The Biomarker Handbook is a curated series that seeks to provide readers with insights on each biomarker we cover in our blood test packages and its relation to our body.
Gonorrhoea, a sexually transmitted disease (STD) or infection (STI), was first discovered during the 16th century and is commonly known as the clap. The bacteria responsible for this infection is known as Neisseria Gonorrhoea (N. Gonorrhoea), medically classified as a gram negative diplococcus.
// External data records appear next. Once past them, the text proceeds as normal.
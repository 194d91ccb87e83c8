//! Swipe-to-skip gesture handling for the question card.
//!
//! The host UI reports raw drag translations; this module turns them into a card pose
//! and, on release, decides whether the user asked to skip.

/// Horizontal displacement (negative = left) past which a release means "skip".
pub const DEFAULT_SKIP_THRESHOLD: f32 = -200.0;

/// Divisor turning horizontal offset into card rotation degrees.
pub const DEFAULT_INCLINATION: f32 = 7.0;

#[derive(Debug, Clone, Copy, PartialEq)]
pub struct SwipeConfig {
    skip_threshold: f32,
    inclination: f32,
}

impl SwipeConfig {
    /// Values are expected to be validated by `QuizSettingsDraft`.
    #[must_use]
    pub fn new(skip_threshold: f32, inclination: f32) -> Self {
        Self {
            skip_threshold,
            inclination,
        }
    }

    #[must_use]
    pub fn skip_threshold(&self) -> f32 {
        self.skip_threshold
    }

    #[must_use]
    pub fn inclination(&self) -> f32 {
        self.inclination
    }
}

impl Default for SwipeConfig {
    fn default() -> Self {
        Self::new(DEFAULT_SKIP_THRESHOLD, DEFAULT_INCLINATION)
    }
}

#[derive(Debug, Clone, Copy, PartialEq, Eq)]
pub enum DragPhase {
    Update,
    Release,
}

/// A drag report from the gesture runtime. Translations are relative to the drag start.
#[derive(Debug, Clone, Copy, PartialEq)]
pub struct DragEvent {
    pub phase: DragPhase,
    pub translation_x: f32,
    pub translation_y: f32,
}

impl DragEvent {
    #[must_use]
    pub fn update(translation_x: f32, translation_y: f32) -> Self {
        Self {
            phase: DragPhase::Update,
            translation_x,
            translation_y,
        }
    }

    #[must_use]
    pub fn release(translation_x: f32, translation_y: f32) -> Self {
        Self {
            phase: DragPhase::Release,
            translation_x,
            translation_y,
        }
    }
}

#[derive(Debug, Clone, Copy, PartialEq, Eq)]
pub enum SwipeOutcome {
    SkipRequested,
    SnapBack,
}

/// Visual state of the card while dragging.
#[derive(Debug, Clone, Copy, PartialEq)]
pub struct CardPose {
    pub offset_x: f32,
    pub offset_y: f32,
    pub rotation_deg: f32,
    pub opacity: f32,
}

impl CardPose {
    pub const REST: CardPose = CardPose {
        offset_x: 0.0,
        offset_y: 0.0,
        rotation_deg: 0.0,
        opacity: 1.0,
    };

    #[must_use]
    pub fn is_rest(&self) -> bool {
        *self == Self::REST
    }
}

impl Default for CardPose {
    fn default() -> Self {
        Self::REST
    }
}

#[derive(Debug, Clone, Copy, Default)]
pub struct SwipeTracker {
    config: SwipeConfig,
    pose: CardPose,
}

impl SwipeTracker {
    #[must_use]
    pub fn new(config: SwipeConfig) -> Self {
        Self {
            config,
            pose: CardPose::REST,
        }
    }

    #[must_use]
    pub fn pose(&self) -> CardPose {
        self.pose
    }

    /// Feed a drag event. Returns an outcome only on release.
    pub fn handle(&mut self, event: DragEvent) -> Option<SwipeOutcome> {
        match event.phase {
            DragPhase::Update => {
                self.pose = self.pose_for(event.translation_x, event.translation_y);
                None
            }
            DragPhase::Release => {
                self.pose = CardPose::REST;
                if event.translation_x < self.config.skip_threshold {
                    Some(SwipeOutcome::SkipRequested)
                } else {
                    Some(SwipeOutcome::SnapBack)
                }
            }
        }
    }

    pub fn reset(&mut self) {
        self.pose = CardPose::REST;
    }

    fn pose_for(&self, translation_x: f32, translation_y: f32) -> CardPose {
        // Only leftward drags move the card horizontally.
        let offset_x = translation_x.min(0.0);
        let threshold = self.config.skip_threshold;
        let opacity = interpolate_clamped(
            offset_x,
            [0.0, threshold / 3.0, threshold * 2.0],
            [1.0, 1.0, 0.0],
        );

        CardPose {
            offset_x,
            offset_y: translation_y,
            rotation_deg: offset_x / self.config.inclination,
            opacity,
        }
    }
}

/// Piecewise-linear interpolation over a monotonic input range, clamped at both ends.
///
/// Input points may be ascending or descending.
#[must_use]
pub fn interpolate_clamped(value: f32, input: [f32; 3], output: [f32; 3]) -> f32 {
    let descending = input[0] > input[2];
    let before_start = if descending { value >= input[0] } else { value <= input[0] };
    let after_end = if descending { value <= input[2] } else { value >= input[2] };
    if before_start {
        return output[0];
    }
    if after_end {
        return output[2];
    }

    let segment = usize::from(if descending {
        value < input[1]
    } else {
        value > input[1]
    });
    let (x0, x1) = (input[segment], input[segment + 1]);
    let (y0, y1) = (output[segment], output[segment + 1]);
    if (x1 - x0).abs() < f32::EPSILON {
        return y1;
    }
    y0 + (value - x0) * (y1 - y0) / (x1 - x0)
}

#[cfg(test)]
mod tests {
    use super::*;

    fn approx(a: f32, b: f32) -> bool {
        (a - b).abs() < 1e-4
    }

    #[test]
    fn leftward_drag_rotates_and_fades() {
        let mut tracker = SwipeTracker::default();
        assert_eq!(tracker.handle(DragEvent::update(-70.0, 12.0)), None);
        let pose = tracker.pose();
        assert!(approx(pose.offset_x, -70.0));
        assert!(approx(pose.offset_y, 12.0));
        assert!(approx(pose.rotation_deg, -10.0));
        assert!(pose.opacity < 1.0 && pose.opacity > 0.9);
    }

    #[test]
    fn rightward_drag_keeps_card_horizontal() {
        let mut tracker = SwipeTracker::default();
        tracker.handle(DragEvent::update(80.0, -5.0));
        let pose = tracker.pose();
        assert!(approx(pose.offset_x, 0.0));
        assert!(approx(pose.rotation_deg, 0.0));
        assert!(approx(pose.opacity, 1.0));
    }

    #[test]
    fn far_drag_is_fully_transparent() {
        let mut tracker = SwipeTracker::default();
        tracker.handle(DragEvent::update(-500.0, 0.0));
        assert!(approx(tracker.pose().opacity, 0.0));
    }

    #[test]
    fn release_past_threshold_requests_skip() {
        let mut tracker = SwipeTracker::default();
        tracker.handle(DragEvent::update(-250.0, 0.0));
        assert_eq!(
            tracker.handle(DragEvent::release(-250.0, 0.0)),
            Some(SwipeOutcome::SkipRequested)
        );
        assert!(tracker.pose().is_rest());
    }

    #[test]
    fn release_short_of_threshold_snaps_back() {
        let mut tracker = SwipeTracker::default();
        assert_eq!(
            tracker.handle(DragEvent::release(-200.0, 0.0)),
            Some(SwipeOutcome::SnapBack)
        );
        assert_eq!(
            tracker.handle(DragEvent::release(40.0, 0.0)),
            Some(SwipeOutcome::SnapBack)
        );
    }

    #[test]
    fn interpolation_handles_ascending_ranges() {
        let out = interpolate_clamped(75.0, [50.0, 70.0, 90.0], [0.0, 0.5, 1.0]);
        assert!(approx(out, 0.625));
        assert!(approx(
            interpolate_clamped(10.0, [50.0, 70.0, 90.0], [0.0, 0.5, 1.0]),
            0.0
        ));
        assert!(approx(
            interpolate_clamped(120.0, [50.0, 70.0, 90.0], [0.0, 0.5, 1.0]),
            1.0
        ));
    }
}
Anyone who is sexually active can get gonorrhoea, and when left undiagnosed or untreated, it can lead to complications. However with the appropriate medication, Gonorrhoea can be cured. Moreover, in the last six years there has been an increasing incidence of antimicrobial resistant strains of Gonorrhoea. The WHO reported in 2017 a troubling fact that 77 countries have reported resistant Gonorrhoea making it much harder if not impossible to treat when resistance to the newest generation of antibiotics occur. Efforts has been suggested and put into place to try and eradicate this STD, but still around 700,000 new gonorrhoea infections occur annually in the US alone, with half not reported to the CDC (center for disease control). Worldwide, around 88 million cases of gonorrhoea occur every year. According to a study conducted in 2012, it was found that this STI affects around 0.8% of women and 0.6% of men.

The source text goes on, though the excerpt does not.